Every line below must be given again exactly.

-- Input data follows --

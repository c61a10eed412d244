//! Captured pod logs
//!
//! Bundles keep one file per pod under a `pods_logs` directory, named
//! `<namespace>_<pod>.log`.

use crate::error::{ClusterError, ClusterResult};
use crate::runner::{CommandRunner, Invocation};
use std::path::{Path, PathBuf};
use tracing::{info, warn};
use walkdir::WalkDir;

/// Directory holding pod logs
pub const POD_LOGS_DIR_NAME: &str = "pods_logs";

/// Pager used when `PAGER` is unset
pub const DEFAULT_PAGER: &str = "less";

const LOG_EXTENSION: &str = "log";

/// One pod's log file
#[derive(Debug, Clone, PartialEq, Eq)]
pub struct PodLogEntry {
    /// Pod namespace
    pub namespace: String,
    /// Pod name
    pub pod: String,
    /// Log file
    pub path: PathBuf,
}

/// Pod logs found in a bundle
#[derive(Debug, Clone)]
pub struct PodLogIndex {
    dir: PathBuf,
    entries: Vec<PodLogEntry>,
}

impl PodLogIndex {
    /// Find the pod logs directory under `bundle_root` and index it
    ///
    /// The first `pods_logs` directory in sorted walk order wins.
    pub fn locate(bundle_root: &Path) -> ClusterResult<Self> {
        let dir = WalkDir::new(bundle_root)
            .sort_by_file_name()
            .into_iter()
            .filter_map(|e| e.ok())
            .find(|e| e.file_type().is_dir() && e.file_name() == POD_LOGS_DIR_NAME)
            .map(|e| e.into_path())
            .ok_or_else(|| ClusterError::not_found("pod logs directory", bundle_root))?;
        Self::open(dir)
    }

    /// Index an explicit pod logs directory
    pub fn open(dir: impl Into<PathBuf>) -> ClusterResult<Self> {
        let dir = dir.into();
        let mut entries = Vec::new();
        for entry in WalkDir::new(&dir).sort_by_file_name() {
            let entry = entry.map_err(|e| {
                let path = e.path().unwrap_or(&dir).to_path_buf();
                ClusterError::io(path, e.into())
            })?;
            let path = entry.path();
            if !entry.file_type().is_file()
                || path.extension().and_then(|e| e.to_str()) != Some(LOG_EXTENSION)
            {
                continue;
            }
            match parse_log_name(path) {
                Some((namespace, pod)) => entries.push(PodLogEntry {
                    namespace,
                    pod,
                    path: path.to_path_buf(),
                }),
                None => warn!("Skipping log file without namespace: {}", path.display()),
            }
        }
        Ok(PodLogIndex { dir, entries })
    }

    /// Directory the index was built from
    pub fn dir(&self) -> &Path {
        &self.dir
    }

    /// All pod logs, sorted by path
    pub fn entries(&self) -> &[PodLogEntry] {
        &self.entries
    }

    /// Log for one pod
    pub fn find(&self, namespace: &str, pod: &str) -> ClusterResult<&PodLogEntry> {
        self.entries
            .iter()
            .find(|e| e.namespace == namespace && e.pod == pod)
            .ok_or_else(|| {
                ClusterError::not_found(
                    format!("log for pod {} in namespace {}", pod, namespace),
                    &self.dir,
                )
            })
    }

    /// Show one pod's log in the pager
    pub fn page(
        &self,
        runner: &mut dyn CommandRunner,
        namespace: &str,
        pod: &str,
    ) -> ClusterResult<PathBuf> {
        let entry = self.find(namespace, pod)?;
        info!("Opening pod log file: {}", entry.path.display());
        runner.run(&pager_invocation(
            std::env::var("PAGER").ok().as_deref(),
            &entry.path,
        ))?;
        Ok(entry.path.clone())
    }
}

/// Pager command for `file`, from a `PAGER` value
///
/// The value may carry arguments (`less -R`); blank means the default.
pub fn pager_invocation(pager: Option<&str>, file: &Path) -> Invocation {
    let mut words: Vec<String> = pager
        .unwrap_or_default()
        .split_whitespace()
        .map(str::to_string)
        .collect();
    if words.is_empty() {
        words.push(DEFAULT_PAGER.to_string());
    }
    let program = words.remove(0);
    words.push(file.display().to_string());
    Invocation::new(program, words).attached()
}

fn parse_log_name(path: &Path) -> Option<(String, String)> {
    let stem = path.file_stem()?.to_str()?;
    let (namespace, pod) = stem.split_once('_')?;
    if namespace.is_empty() || pod.is_empty() {
        return None;
    }
    Some((namespace.to_string(), pod.to_string()))
}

-- Input data concluded --

Task solution:
repository c61a10eed412d244
//! Captured pod logs
//!
//! Bundles keep one file per pod under a `pods_logs` directory, named
//! `<namespace>_<pod>.log`.

use crate::error::{ClusterError, ClusterResult};
use crate::runner::{CommandRunner, Invocation};
use std::path::{Path, PathBuf};
use tracing::{info, warn};
use walkdir::WalkDir;

/// Directory holding pod logs
pub const POD_LOGS_DIR_NAME: &str = "pods_logs";

/// Pager used when `PAGER` is unset
pub const DEFAULT_PAGER: &str = "less";

const LOG_EXTENSION: &str = "log";

/// One pod's log file
#[derive(Debug, Clone, PartialEq, Eq)]
pub struct PodLogEntry {
    /// Pod namespace
    pub namespace: String,
    /// Pod name
    pub pod: String,
    /// Log file
    pub path: PathBuf,
}

/// Pod logs found in a bundle
#[derive(Debug, Clone)]
pub struct PodLogIndex {
    dir: PathBuf,
    entries: Vec<PodLogEntry>,
}

impl PodLogIndex {
    /// Find the pod logs directory under `bundle_root` and index it
    ///
    /// The first `pods_logs` directory in sorted walk order wins.
    pub fn locate(bundle_root: &Path) -> ClusterResult<Self> {
        let dir = WalkDir::new(bundle_root)
            .sort_by_file_name()
            .into_iter()
            .filter_map(|e| e.ok())
            .find(|e| e.file_type().is_dir() && e.file_name() == POD_LOGS_DIR_NAME)
            .map(|e| e.into_path())
            .ok_or_else(|| ClusterError::not_found("pod logs directory", bundle_root))?;
        Self::open(dir)
    }

    /// Index an explicit pod logs directory
    pub fn open(dir: impl Into<PathBuf>) -> ClusterResult<Self> {
        let dir = dir.into();
        let mut entries = Vec::new();
        for entry in WalkDir::new(&dir).sort_by_file_name() {
            let entry = entry.map_err(|e| {
                let path = e.path().unwrap_or(&dir).to_path_buf();
                ClusterError::io(path, e.into())
            })?;
            let path = entry.path();
            if !entry.file_type().is_file()
                || path.extension().and_then(|e| e.to_str()) != Some(LOG_EXTENSION)
            {
                continue;
            }
            match parse_log_name(path) {
                Some((namespace, pod)) => entries.push(PodLogEntry {
                    namespace,
                    pod,
                    path: path.to_path_buf(),
                }),
                None => warn!("Skipping log file without namespace: {}", path.display()),
            }
        }
        Ok(PodLogIndex { dir, entries })
    }

    /// Directory the index was built from
    pub fn dir(&self) -> &Path {
        &self.dir
    }

    /// All pod logs, sorted by path
    pub fn entries(&self) -> &[PodLogEntry] {
        &self.entries
    }

    /// Log for one pod
    pub fn find(&self, namespace: &str, pod: &str) -> ClusterResult<&PodLogEntry> {
        self.entries
            .iter()
            .find(|e| e.namespace == namespace && e.pod == pod)
            .ok_or_else(|| {
                ClusterError::not_found(
                    format!("log for pod {} in namespace {}", pod, namespace),
                    &self.dir,
                )
            })
    }

    /// Show one pod's log in the pager
    pub fn page(
        &self,
        runner: &mut dyn CommandRunner,
        namespace: &str,
        pod: &str,
    ) -> ClusterResult<PathBuf> {
        let entry = self.find(namespace, pod)?;
        info!("Opening pod log file: {}", entry.path.display());
        runner.run(&pager_invocation(
            std::env::var("PAGER").ok().as_deref(),
            &entry.path,
        ))?;
        Ok(entry.path.clone())
    }
}

/// Pager command for `file`, from a `PAGER` value
///
/// The value may carry arguments (`less -R`); blank means the default.
pub fn pager_invocation(pager: Option<&str>, file: &Path) -> Invocation {
    let mut words: Vec<String> = pager
        .unwrap_or_default()
        .split_whitespace()
        .map(str::to_string)
        .collect();
    if words.is_empty() {
        words.push(DEFAULT_PAGER.to_string());
    }
    let program = words.remove(0);
    words.push(file.display().to_string());
    Invocation::new(program, words).attached()
}

fn parse_log_name(path: &Path) -> Option<(String, String)> {
    let stem = path.file_stem()?.to_str()?;
    let (namespace, pod) = stem.split_once('_')?;
    if namespace.is_empty() || pod.is_empty() {
        return None;
    }
    Some((namespace.to_string(), pod.to_string()))
}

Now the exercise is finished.